In the data below, locate each line with the word "UnitInstance" and list it.

═════ Records provided ═════

//! Scheduler
//!
//! Owns the state tree and every unit instance, and advances simulation time.
//!
//! # Tick
//!
//! Each tick at `current_time`:
//! 1. **Steps** run in topological order, repeatedly, until a pass fires
//!    nothing. A step fires when the fingerprint of its inputs differs from
//!    the one it last saw. Its delta is applied immediately.
//! 2. **Processes** due at or before `current_time` fire with the interval
//!    since they last fired. All of them read the same pre-fire state; their
//!    deltas are applied in `(due time, path)` order.
//! 3. **Emit** captures the configured paths.
//! 4. Time advances to the earliest due process, capped at the end time.
//!
//! # Faults
//!
//! An adapter error, or a delta the tree rejects, makes the offending unit
//! inert: it never fires again and the state it last wrote stays frozen.
//! Everything else keeps running and the fault is reported in
//! [`RunReport::faults`].

mod queue;

pub use queue::{DueEntry, DueQueue};

use std::collections::HashMap;

use indexmap::IndexMap;
use rayon::prelude::*;
use serde::Serialize;
use tracing::{debug, info, instrument, trace, warn};

use crate::composite::CompositeDefinition;
use crate::config::SchedulerConfig;
use crate::dag::{StepGraph, StepNode};
use crate::delta::{Applied, Delta};
use crate::emitter::Emitter;
use crate::error::{AdapterError, Error, Result};
use crate::path::Path;
use crate::registry::TypeRegistry;
use crate::stable_hash::fingerprint_ports;
use crate::tree::StateTree;
use crate::types::{Time, UnitKind, Value};
use crate::unit::{State, UnitImpl, UnitRegistry, Update};
use crate::wiring::{Binding, DEFAULT_INTERVAL, ResolvedPort, UnitDeclaration, Wiring};

/// A live process or step.
#[derive(Debug)]
struct UnitInstance {
    path: Path,
    address: String,
    implementation: UnitImpl,
    wiring: Wiring,
    interval: Time,
    last_fire_time: Time,
    next_due_time: Time,
    last_input_fingerprint: Option<u64>,
    generation: u64,
    inert: bool,
}

impl UnitInstance {
    fn kind(&self) -> UnitKind {
        self.implementation.kind()
    }
}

═════

Answer area:
struct UnitInstance {
impl UnitInstance {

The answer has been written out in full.